Behind The Counter: Death and taxes

Having a will in place is essential to ensuring your financial affairs are in order upon your death.

Gabriele Banka.

The easiest way for surviving family members to wind up your affairs is if you have a will in place.

The will should name the legal representative who would be the executor of the will.

If there is no will, then the court will appoint an administrator as the legal representative.  The legal representative can charge a fee to the estate to be compensated for the time taken to wind up the affairs of the deceased which would then need to be claimed as income in their own personal tax return.

The executor can be held personally liable for any outstanding taxes owing by the deceased’s estate.

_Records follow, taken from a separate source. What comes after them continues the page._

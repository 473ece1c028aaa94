//! Function-level analysis: one [`FunctionRecord`] per declaration.

use super::body::FunctionBody;
use super::params::parse_parameters;
use super::phpdoc::{doc_block_before, parse_doc_types};
use super::request_input::detect_request_input;
use super::returns::infer_return_shape;
use crate::complexity::calculate_cyclomatic;
use crate::core::{FunctionRecord, ReturnType};
use crate::scanner::{Declaration, LexedSource};
use once_cell::sync::Lazy;
use regex::Regex;
use std::collections::{BTreeMap, BTreeSet};

static GLOBAL_STATEMENT: Lazy<Regex> = Lazy::new(|| {
    Regex::new(r"(?i)\bglobal\s+(\$\w+(?:\s*,\s*\$\w+)*)").expect("valid global regex")
});

static GLOBALS_ARRAY: Lazy<Regex> = Lazy::new(|| {
    Regex::new(r#"\$GLOBALS\s*\[\s*['"](\w+)['"]\s*\]"#).expect("valid $GLOBALS regex")
});

static DATABASE_CALL: Lazy<Regex> = Lazy::new(|| {
    Regex::new(concat!(
        r"(?i)\b(?:mysql|mysqli|pg|sqlite|sqlite3|odbc|oci|mssql|sqlsrv|db2)_\w+\s*\(",
        r"|->\s*(?:query|prepare|execute|exec|fetch\w*|get_results|get_row|get_var|get_col|insert_id)\s*\(",
        r"|\bnew\s+\\?(?:PDO|mysqli)\b",
        r"|\$wpdb\b",
    ))
    .expect("valid database call regex")
});

static CALL_SITE: Lazy<Regex> =
    Lazy::new(|| Regex::new(r"\b([A-Za-z_]\w*)\s*\(").expect("valid call regex"));

/// Language constructs that look like calls.
const CALL_BLACKLIST: &[&str] = &[
    "if", "elseif", "else", "while", "for", "foreach", "switch", "case", "catch", "try", "function",
    "fn", "return", "echo", "print", "array", "list", "isset", "unset", "empty", "include",
    "include_once", "require", "require_once", "declare", "match", "new", "use", "and", "or", "xor",
    "exit", "die", "global", "static", "self", "parent", "clone", "instanceof", "throw", "yield",
];

pub fn analyze_function(
    lexed: &LexedSource<'_>,
    decl: &Declaration,
    class_name: Option<&str>,
    max_calls: usize,
) -> FunctionRecord {
    let parameters = decl
        .params
        .clone()
        .map(|range| parse_parameters(lexed, range))
        .unwrap_or_default();
    let doc = doc_block_before(lexed.text(), decl.header_start)
        .map(parse_doc_types)
        .unwrap_or_default();

    let mut record = FunctionRecord {
        name: decl.name.clone(),
        class_name: class_name.map(str::to_string),
        parameters,
        line_start: decl.start_line,
        line_end: decl.end_line.max(decl.start_line),
        cyclomatic_complexity: 1,
        anonymous_functions: 0,
        calls_database: false,
        uses_ambient_state: BTreeSet::new(),
        uses_request_input: BTreeSet::new(),
        calls_functions: Vec::new(),
        return_type: ReturnType::Unknown,
        return_keys: BTreeSet::new(),
        return_nested_keys: BTreeMap::new(),
        visibility: decl.visibility().map(str::to_string),
        is_static: decl.has_modifier("static"),
        is_abstract: decl.body.is_none(),
        doc_param_types: doc.params,
        doc_return_type: doc.return_type,
        malformed: decl.malformed,
    };

    let Some(range) = decl.body.clone() else {
        return record;
    };
    let body = FunctionBody::new(lexed, range);

    record.cyclomatic_complexity = calculate_cyclomatic(&body.code);
    record.anonymous_functions = body.nested_functions;
    record.calls_database = DATABASE_CALL.is_match(&body.code);
    record.uses_ambient_state = ambient_state(&body);
    record.uses_request_input = detect_request_input(&body.code, &body.stripped);
    record.calls_functions = called_functions(&body.code, max_calls);

    let shape = infer_return_shape(&body);
    record.return_type = shape.return_type;
    record.return_keys = shape.keys;
    record.return_nested_keys = shape.nested_keys;

    record
}

fn ambient_state(body: &FunctionBody<'_>) -> BTreeSet<String> {
    let declared = GLOBAL_STATEMENT.captures_iter(&body.code).flat_map(|caps| {
        caps[1]
            .split(',')
            .map(|name| name.trim().trim_start_matches('$').to_string())
            .collect::<Vec<_>>()
    });
    let indexed = GLOBALS_ARRAY
        .captures_iter(&body.stripped)
        .map(|caps| caps[1].to_string());
    declared.chain(indexed).filter(|name| !name.is_empty()).collect()
}

/// Distinct call targets in first-seen order, at most `max_calls`.
fn called_functions(code: &str, max_calls: usize) -> Vec<String> {
    let bytes = code.as_bytes();
    let mut calls: Vec<String> = Vec::new();

    for caps in CALL_SITE.captures_iter(code) {
        if calls.len() >= max_calls {
            break;
        }
        let Some(name) = caps.get(1) else { continue };
        if name.start() > 0 && bytes[name.start() - 1] == b'$' {
            continue;
        }
        let lower = name.as_str().to_ascii_lowercase();
        if CALL_BLACKLIST.contains(&lower.as_str()) {
            continue;
        }
        let before = code[..name.start()].trim_end();
        if ends_with_word(before, "function") || ends_with_word(before, "new") {
            continue;
        }
        if !calls.iter().any(|c| c == name.as_str()) {
            calls.push(name.as_str().to_string());
        }
    }

    calls
}

fn ends_with_word(text: &str, word: &str) -> bool {
    let Some(at) = text.len().checked_sub(word.len()) else {
        return false;
    };
    match text.get(at..) {
        Some(tail) if tail.eq_ignore_ascii_case(word) => text[..at]
            .chars()
            .next_back()
            .is_none_or(|c| !(c.is_alphanumeric() || c == '_')),
        _ => false,
    }
}

#[cfg(test)]
mod tests {
    use super::*;
    use crate::core::RequestInput;
    use crate::scanner::{declarations, lex};
    use indoc::indoc;
    use pretty_assertions::assert_eq;

    fn analyze(src: &str) -> Vec<FunctionRecord> {
        let lexed = lex(src);
        declarations(&lexed)
            .map(|decl| analyze_function(&lexed, &decl, None, 20))
            .collect()
    }

    #[test]
    fn test_full_record() {
        let src = indoc! {r#"
            <?php
            /**
             * @param int $id
             * @return array
             */
            function load_user($id, $with_orders = false) {
                global $db, $config;
                $user = array();
                $res = mysql_query("SELECT name FROM users WHERE id = " . (int) $id);
                if ($row = mysql_fetch_assoc($res)) {
                    $user['name'] = $row['name'];
                    $user['orders']['count'] = count_orders($id);
                }
                if ($with_orders && isset($_GET['page'])) {
                    $user['page'] = (int) $_GET['page'];
                }
                log_access($_SESSION['uid']);
                return $user;
            }
        "#};
        let records = analyze(src);
        assert_eq!(records.len(), 1);
        let f = &records[0];
        assert_eq!(f.name, "load_user");
        let names: Vec<_> = f.parameters.iter().map(|p| p.name.as_str()).collect();
        assert_eq!(names, vec!["id", "with_orders"]);
        assert_eq!(f.parameters[1].default.as_deref(), Some("false"));
        assert_eq!((f.line_start, f.line_end), (6, 19));
        assert_eq!(f.cyclomatic_complexity, 4);
        assert!(f.calls_database);
        assert_eq!(
            f.uses_ambient_state.iter().cloned().collect::<Vec<_>>(),
            vec!["config".to_string(), "db".to_string()]
        );
        assert_eq!(
            f.uses_request_input.iter().copied().collect::<Vec<_>>(),
            vec![RequestInput::Query, RequestInput::Session]
        );
        assert_eq!(
            f.calls_functions,
            vec!["mysql_query", "mysql_fetch_assoc", "count_orders", "log_access"]
        );
        assert_eq!(f.return_type, ReturnType::Array);
        assert!(f.return_keys.contains("orders"));
        assert!(f.return_nested_keys["orders"].contains("count"));
        assert_eq!(f.doc_param_types["id"], "int");
        assert_eq!(f.doc_return_type.as_deref(), Some("array"));
        assert!(!f.malformed);
    }

    #[test]
    fn test_call_cap_and_dedup() {
        let calls: String = (0..30).map(|i| format!("f{i}(); f{i}(); ")).collect();
        let src = format!("<?php function many() {{ {calls} }}");
        let f = &analyze(&src)[0];
        assert_eq!(f.calls_functions.len(), 20);
        assert_eq!(f.calls_functions[0], "f0");
        assert_eq!(f.calls_functions[19], "f19");
    }

    #[test]
    fn test_variable_functions_and_constructors_are_not_calls() {
        let src = "<?php function f() { $cb(); $o = new Mailer($x); $o->send(); strlen('a'); }";
        let f = &analyze(src)[0];
        assert_eq!(f.calls_functions, vec!["send", "strlen"]);
    }

    #[test]
    fn test_closures_are_counted_and_flagged() {
        let src = "<?php function f($xs) { return array_filter($xs, function ($x) { return $x > 0 && $x < 9; }); }";
        let f = &analyze(src)[0];
        assert_eq!(f.anonymous_functions, 1);
        assert_eq!(f.cyclomatic_complexity, 2);
        assert_eq!(f.return_type, ReturnType::Unknown);
    }

    #[test]
    fn test_globals_array_access() {
        let src = "<?php function f() { return $GLOBALS['settings']['theme']; }";
        let f = &analyze(src)[0];
        assert!(f.uses_ambient_state.contains("settings"));
    }

    #[test]
    fn test_malformed_function_still_produces_record() {
        let src = "<?php\nfunction broken($a) {\n  if ($a) {\n    return true;\n";
        let f = &analyze(src)[0];
        assert!(f.malformed);
        assert!(f.line_end >= f.line_start);
        assert!(f.cyclomatic_complexity >= 1);
        assert_eq!(f.return_type, ReturnType::Boolean);
    }
}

Probate is the process of getting the court to rule that a will is legally valid.  If the person dies with assets worth more than $25,000 such as land, house or investments, the will is usually required to go through probate.  There are fees for the process depending on the value of the assets in the estate and the province of residence.  You could probably call this estate tax.

As a legal representative, your responsibilities under the Income Tax Act are to file all the required returns for the deceased, and make sure that all taxes owing are paid. You need to inform the beneficiaries if any of the amounts that they will receive from the estate are taxable.

The first order of business is to let the Canada Revenue Agency  know that the person has deceased. When this happens the CRA will remove all representatives from the deceased’s account and will stop all automatic payments such as Old Age Security.

At this time the representative needs to provide to CRA a copy of the death certificate, the SIN of the deceased, copy of the will or other legal documents such as grant of probate or letter of administration indicating who the legal representative is.

There are three kinds of personal returns that can be filed for a deceased person upon death which are the final return, the rights and things return and a business return.  Under the income tax act, the deceased person is deemed to have disposed of all capital property at the time of death.

If the assets cannot be distributed on the day of death, they roll over into what is called a testamentary trust until the assets are fully distributed.  This trust requires the filing of an annual tax return called a T3.

The rules around a testamentary trust have changed beginning in 2016.  In the past, a testamentary trust had the same graduated tax rates as an individual.  Now a testamentary trust can only use the graduated tax rates for 36 months after death.  Beyond that, the trust needs to pay tax at the highest rate.

Finally after all the returns have been filed and you have received the assessment notices from CRA, and before any property is distributed, the legal representative should request a Clearance Certificate from CRA.  You will need a clearance certificate for the personal returns and for any testamentary trust returns filed.

Another form of tax planning might be to divest yourself of as many hard assets as possible and give the money to the children before you die.  The tax burden would fall on you, rather than your children.